(Dataset entries)
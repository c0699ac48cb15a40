use axum::extract::{Multipart, Query, State};
use axum::http::StatusCode;
use axum::response::{IntoResponse, Response};
use axum::routing::{get, post};
use axum::{Json, Router};
use serde::{Deserialize, Serialize};

use crate::assets::{discard, upload_staged};
use crate::db::models::{Asset, PostCard, PostDetail, PostListItem};
use crate::db::posts::{self, NewPost, SearchFilter, SortOrder};
use crate::error::{AppError, AppResult};
use crate::routes::{multipart_error, non_empty, required, upload_extension, IdResponse};
use crate::state::AppState;

/// Multipart field carrying the post image.
pub const IMAGE_FIELD: &str = "postImg";

#[derive(Deserialize)]
struct PostQuery {
    id: Option<String>,
}

#[derive(Deserialize)]
struct SearchQuery {
    #[serde(rename = "for")]
    term: Option<String>,
    sort: Option<String>,
    category: Option<String>,
}

#[derive(Deserialize)]
#[serde(rename_all = "camelCase")]
struct StageQuery {
    img_id: Option<String>,
}

#[derive(Debug, Serialize)]
#[serde(rename_all = "camelCase")]
struct StagedImage {
    img_id: String,
    file_name: String,
}

#[derive(Debug, Default, Deserialize)]
#[serde(rename_all = "camelCase", default)]
pub struct CreatePostRequest {
    pub title: Option<String>,
    pub category: Option<String>,
    pub content: Option<String>,
    pub img_id: Option<String>,
}

#[derive(Debug, Default, Deserialize)]
#[serde(rename_all = "camelCase", default)]
pub struct UpdatePostRequest {
    pub id: Option<String>,
    pub title: Option<String>,
    pub category: Option<String>,
    pub content: Option<String>,
    pub img_id: Option<String>,
}

#[derive(Debug, Default, Deserialize)]
#[serde(default)]
pub struct DeletePostRequest {
    pub id: Option<String>,
}

#[derive(Debug, Serialize)]
#[serde(rename_all = "camelCase")]
struct DeletedPost {
    id: String,
    deleted_comments: usize,
}

pub fn router() -> Router<AppState> {
    Router::new()
        .route("/post/post", get(get_post))
        .route("/post/posts", get(list_posts))
        .route("/post/recent", get(recent_posts))
        .route("/post/search", get(search_posts))
        .route("/post/upload-post-img", post(stage_image))
        .route("/post/delete-post-img", post(clear_staged_images))
        .route("/post/create-post", post(create_post))
        .route("/post/update-post", post(update_post))
        .route("/post/delete-post", post(delete_post))
}

async fn get_post(
    State(state): State<AppState>,
    Query(query): Query<PostQuery>,
) -> AppResult<Json<PostDetail>> {
    let id = required(query.id, "id")?;
    let conn = state.db.get()?;
    let post = posts::find_by_id(&conn, &id)?.ok_or(AppError::NotFound)?;
    Ok(Json(post.into()))
}

async fn list_posts(State(state): State<AppState>) -> AppResult<Json<Vec<PostListItem>>> {
    let conn = state.db.get()?;
    Ok(Json(posts::list(&conn)?))
}

async fn recent_posts(State(state): State<AppState>) -> AppResult<Json<Vec<PostCard>>> {
    let conn = state.db.get()?;
    Ok(Json(posts::recent(&conn)?))
}

async fn search_posts(
    State(state): State<AppState>,
    Query(query): Query<SearchQuery>,
) -> AppResult<Response> {
    let term = non_empty(query.term);
    let sort = non_empty(query.sort);
    let category = non_empty(query.category);
    if term.is_none() && sort.is_none() && category.is_none() {
        return Ok(StatusCode::NO_CONTENT.into_response());
    }

    let filter = SearchFilter::new(term.as_deref(), category.as_deref())
        .map_err(|e| AppError::BadRequest(format!("Invalid search: {}", e)))?;
    let order = SortOrder::from_param(sort.as_deref());

    let conn = state.db.get()?;
    let results = posts::search(&conn, &filter, order)?;
    Ok(Json(results).into_response())
}

/// Writes the `postImg` upload to the staging directory as `<imgId>.<ext>`.
async fn stage_image(
    State(state): State<AppState>,
    Query(query): Query<StageQuery>,
    mut multipart: Multipart,
) -> AppResult<Json<StagedImage>> {
    let img_id = required(query.img_id, "imgId")?;

    while let Some(field) = multipart.next_field().await.map_err(multipart_error)? {
        if field.name() != Some(IMAGE_FIELD) {
            continue;
        }

        let ext = upload_extension(field.file_name(), field.content_type());
        let bytes = field.bytes().await.map_err(multipart_error)?;
        if bytes.is_empty() {
            break;
        }

        let path = state.staging.stage(&img_id, ext.as_deref(), &bytes).await?;
        let file_name = path
            .file_name()
            .map(|n| n.to_string_lossy().into_owned())
            .unwrap_or_default();
        tracing::info!("Staged image {} ({} bytes)", file_name, bytes.len());
        return Ok(Json(StagedImage { img_id, file_name }));
    }

    Err(AppError::BadRequest("No image uploaded".into()))
}

async fn clear_staged_images(State(state): State<AppState>) -> AppResult<StatusCode> {
    let removed = state.staging.clear().await?;
    tracing::info!("Cleared {} staged file(s)", removed);
    Ok(StatusCode::NO_CONTENT)
}

/// Resolves a staged image id and pushes the file to the asset host.
async fn publish_staged(state: &AppState, img_id: &str) -> AppResult<Asset> {
    let path = state
        .staging
        .find(img_id)
        .await?
        .ok_or(AppError::NotFound)?;

    upload_staged(state.assets.as_ref(), &path)
        .await
        .map_err(|e| AppError::BadGateway(e.to_string()))
}

async fn create_post(
    State(state): State<AppState>,
    Json(req): Json<CreatePostRequest>,
) -> AppResult<(StatusCode, Json<IdResponse>)> {
    let title = required(req.title, "title")?;
    let category = required(req.category, "category")?;
    let content = required(req.content, "content")?;
    let img_id = non_empty(req.img_id)
        .ok_or_else(|| AppError::Unprocessable("Post image is required".into()))?;

    let image = publish_staged(&state, &img_id).await?;

    let conn = state.db.get()?;
    let id = posts::create(
        &conn,
        &NewPost {
            title: &title,
            category: &category,
            content: &content,
            image: &image,
        },
    )?;

    tracing::info!("Created post {}", id);
    Ok((StatusCode::CREATED, Json(IdResponse { id })))
}

/// Partial update: only supplied, non-blank fields change. A new image is
/// uploaded before anything is written, and the old asset is deleted only
/// once the post points at the replacement. A failed write discards the
/// new upload.
async fn update_post(
    State(state): State<AppState>,
    Json(req): Json<UpdatePostRequest>,
) -> AppResult<Json<IdResponse>> {
    let id = required(req.id, "id")?;

    let mut post = {
        let conn = state.db.get()?;
        posts::find_by_id(&conn, &id)?.ok_or(AppError::NotFound)?
    };

    let replaced = match non_empty(req.img_id) {
        Some(img_id) => {
            let image = publish_staged(&state, &img_id).await?;
            Some(std::mem::replace(&mut post.image, image))
        }
        None => None,
    };

    if let Some(title) = non_empty(req.title) {
        post.title = title;
    }
    if let Some(category) = non_empty(req.category) {
        post.category = category;
    }
    if let Some(content) = non_empty(req.content) {
        post.content = content;
    }

    let saved = state
        .db
        .get()
        .map_err(AppError::from)
        .and_then(|conn| posts::save(&conn, &post).map_err(AppError::from));
    if let Err(e) = saved {
        if replaced.is_some() {
            discard(state.assets.as_ref(), &post.image).await;
        }
        return Err(e);
    }

    if let Some(old) = replaced {
        if let Err(e) = state.assets.delete(&old.public_id).await {
            tracing::warn!("Failed to delete replaced image {}: {}", old.public_id, e);
        }
    }

    tracing::info!("Updated post {}", post.id);
    Ok(Json(IdResponse { id: post.id }))
}

async fn delete_post(
    State(state): State<AppState>,
    Json(req): Json<DeletePostRequest>,
) -> AppResult<Json<DeletedPost>> {
    let id = required(req.id, "id")?;

    let post = {
        let conn = state.db.get()?;
        posts::find_by_id(&conn, &id)?.ok_or(AppError::NotFound)?
    };

    state
        .assets
        .delete(&post.image.public_id)
        .await
        .map_err(|e| AppError::Internal(format!("image delete failed: {}", e)))?;

    let mut conn = state.db.get()?;
    let deleted_comments = posts::delete_with_comments(&mut conn, &post.id)?;

    tracing::info!("Deleted post {} and {} comment(s)", post.id, deleted_comments);
    Ok(Json(DeletedPost {
        id: post.id,
        deleted_comments,
    }))
}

PROBLEM TO WORK ON
Copy each line in the data that holds the word "SearchQuery".

ANSWER FOR THE TASK
struct SearchQuery {
    Query(query): Query<SearchQuery>,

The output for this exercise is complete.